Smyth leaned forward. “Was it haunted?”
Karin continued without an acknowledgement. “Stories started springing up after the great Colorado flood, sightings put it forty miles north of Yuma. Of course,
that was back in the 1860s . . .”
Drake wasn’t sure whether to smile or knit his brows. Was she suggesting it might—somehow—have moved?
“These places back then had various names—Indian Springs, Soda Springs, Bitter Springs. The Salton Sea is another popular place for myths since this grew out of an even larger inland sea over the centuries. There were and are many myths that said this galleon was none other than Sir Thomas Cavendish’s Content, filled with pirate booty. Now we’re talking—a pirate ghost ship.”
“Who relates all these old stories?” Lauren wanted to know. “And who remembers them?”
“Old timers.” Karin shrugged. “People who grew up listening to them. Ear-benders. Entrepreneurs.”
“What’s so special about the Content?” Smyth tipped his coffee back and drank.

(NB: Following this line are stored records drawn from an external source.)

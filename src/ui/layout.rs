// 반응형 레이아웃
//
// 터미널 크기에 따른 레이아웃 모드:
// - 80+ cols: 듀얼 패널 모드
// - 40-79 cols: 싱글 패널 모드 (활성 패널만 표시)
// - 40 cols 또는 15 rows 미만: 경고 메시지 표시

use crate::core::panels::Side;
use ratatui::layout::{Constraint, Direction, Layout, Rect};

pub const MIN_WIDTH: u16 = 40;
pub const MIN_HEIGHT: u16 = 15;
pub const DUAL_PANEL_MIN_WIDTH: u16 = 80;

#[derive(Debug, Clone, Copy, PartialEq, Eq)]
pub enum LayoutMode {
    DualPanel,
    SinglePanel,
    TooSmall,
}

/// 레이아웃 영역
#[derive(Debug, Clone, Default)]
pub struct LayoutAreas {
    /// 상단 제목 줄
    pub title_bar: Rect,
    pub left_panel: Rect,
    pub right_panel: Rect,
    /// `<경로> $ ` 프롬프트 줄
    pub command_line: Rect,
    pub status_bar: Rect,
    /// F키 안내 줄
    pub command_bar: Rect,
    /// TooSmall 모드에서만 사용
    pub warning: Rect,
}

#[derive(Debug)]
pub struct LayoutManager {
    mode: LayoutMode,
    terminal_size: (u16, u16),
    areas: LayoutAreas,
}

impl Default for LayoutManager {
    fn default() -> Self {
        Self::new()
    }
}

impl LayoutManager {
    pub fn new() -> Self {
        Self {
            mode: LayoutMode::DualPanel,
            terminal_size: (80, 24),
            areas: LayoutAreas::default(),
        }
    }

    fn determine_mode(width: u16, height: u16) -> LayoutMode {
        if width < MIN_WIDTH || height < MIN_HEIGHT {
            LayoutMode::TooSmall
        } else if width < DUAL_PANEL_MIN_WIDTH {
            LayoutMode::SinglePanel
        } else {
            LayoutMode::DualPanel
        }
    }

    /// 터미널 크기 업데이트 및 레이아웃 재계산
    pub fn update(&mut self, area: Rect, active: Side) {
        self.terminal_size = (area.width, area.height);
        self.mode = Self::determine_mode(area.width, area.height);
        self.areas = match self.mode {
            LayoutMode::TooSmall => LayoutAreas {
                warning: area,
                ..Default::default()
            },
            LayoutMode::SinglePanel | LayoutMode::DualPanel => self.split(area, active),
        };
    }

    fn split(&self, area: Rect, active: Side) -> LayoutAreas {
        // 제목 | 패널 | 명령줄 | 상태바 | 커맨드바
        let rows = Layout::default()
            .direction(Direction::Vertical)
            .constraints([
                Constraint::Length(1),
                Constraint::Min(3),
                Constraint::Length(1),
                Constraint::Length(1),
                Constraint::Length(1),
            ])
            .split(area);

        let (left_panel, right_panel) = if self.mode == LayoutMode::DualPanel {
            let columns = Layout::default()
                .direction(Direction::Horizontal)
                .constraints([Constraint::Percentage(50), Constraint::Percentage(50)])
                .split(rows[1]);
            (columns[0], columns[1])
        } else {
            match active {
                Side::Left => (rows[1], Rect::default()),
                Side::Right => (Rect::default(), rows[1]),
            }
        };

        LayoutAreas {
            title_bar: rows[0],
            left_panel,
            right_panel,
            command_line: rows[2],
            status_bar: rows[3],
            command_bar: rows[4],
            warning: Rect::default(),
        }
    }

    pub fn mode(&self) -> LayoutMode {
        self.mode
    }

    pub fn areas(&self) -> &LayoutAreas {
        &self.areas
    }

    pub fn terminal_size(&self) -> (u16, u16) {
        self.terminal_size
    }

    pub fn is_too_small(&self) -> bool {
        self.mode == LayoutMode::TooSmall
    }

    pub fn panel_area(&self, side: Side) -> Rect {
        match side {
            Side::Left => self.areas.left_panel,
            Side::Right => self.areas.right_panel,
        }
    }

    /// 패널 안에 보이는 항목 행 수 (테두리와 헤더 제외)
    pub fn visible_rows(&self, side: Side) -> usize {
        self.panel_area(side).height.saturating_sub(3) as usize
    }
}

#[cfg(test)]
mod tests {
    use super::*;

    #[test]
    fn test_determine_mode() {
        assert_eq!(LayoutManager::determine_mode(80, 24), LayoutMode::DualPanel);
        assert_eq!(
            LayoutManager::determine_mode(120, 30),
            LayoutMode::DualPanel
        );
        assert_eq!(
            LayoutManager::determine_mode(79, 24),
            LayoutMode::SinglePanel
        );
        assert_eq!(
            LayoutManager::determine_mode(40, 24),
            LayoutMode::SinglePanel
        );
        assert_eq!(LayoutManager::determine_mode(39, 24), LayoutMode::TooSmall);
        assert_eq!(LayoutManager::determine_mode(80, 14), LayoutMode::TooSmall);
    }

    #[test]
    fn test_dual_panel_areas() {
        let mut manager = LayoutManager::new();
        manager.update(Rect::new(0, 0, 100, 30), Side::Left);
        let areas = manager.areas();

        assert_eq!(areas.title_bar.height, 1);
        assert_eq!(areas.left_panel.width + areas.right_panel.width, 100);
        assert_eq!(areas.left_panel.height, 26);
        assert_eq!(areas.command_line.y, 27);
        assert_eq!(areas.command_bar.y, 29);
        assert_eq!(manager.visible_rows(Side::Right), 23);
    }

    #[test]
    fn test_single_panel_shows_active_side() {
        let mut manager = LayoutManager::new();
        manager.update(Rect::new(0, 0, 60, 24), Side::Right);
        assert_eq!(manager.mode(), LayoutMode::SinglePanel);
        assert_eq!(manager.areas().left_panel, Rect::default());
        assert_eq!(manager.areas().right_panel.width, 60);
    }

    #[test]
    fn test_too_small_uses_whole_area() {
        let mut manager = LayoutManager::new();
        manager.update(Rect::new(0, 0, 30, 10), Side::Left);
        assert!(manager.is_too_small());
        assert_eq!(manager.areas().warning, Rect::new(0, 0, 30, 10));
        assert_eq!(manager.visible_rows(Side::Left), 0);
    }
}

Karin also drank, her mind engaged in the task. “Well, Cavendish was an English explorer and privateer. He purposely tried to emulate Sir Francis Drake by raiding Spanish towns and ships and then returning triumphantly to England by circumnavigating the globe. Successfully. He became a rich man, capturing rich prizes in silk and treasure from Spanish ships he attacked. He captured a six-hundred-ton ship called the Santa Anna, and this was all on his first raiding run. Queen Elizabeth I knighted him upon his return.”
“And the Content?”
“During Cavendish’s second run and circumnavigation he encountered a little more than he bargained for. The man died at the age of thirty-one from an unknown illness whilst his navigator sailed on to discover the Falkland Islands. But the story of the Content actually arises from the first voyage. Cavendish had two ships near the Gulf of California—the Content and the Desire—and both were put to good use chasing down the Santa Anna, which was a so-called Manila galleon. Now, firstly these Manila galleons only sailed once or twice a year and carried all the goods accumulated through an entire year’s trading. Goods from the coin mints in Peru and Mexico to the Chinese for silk, spices, gold and other luxurious materials.”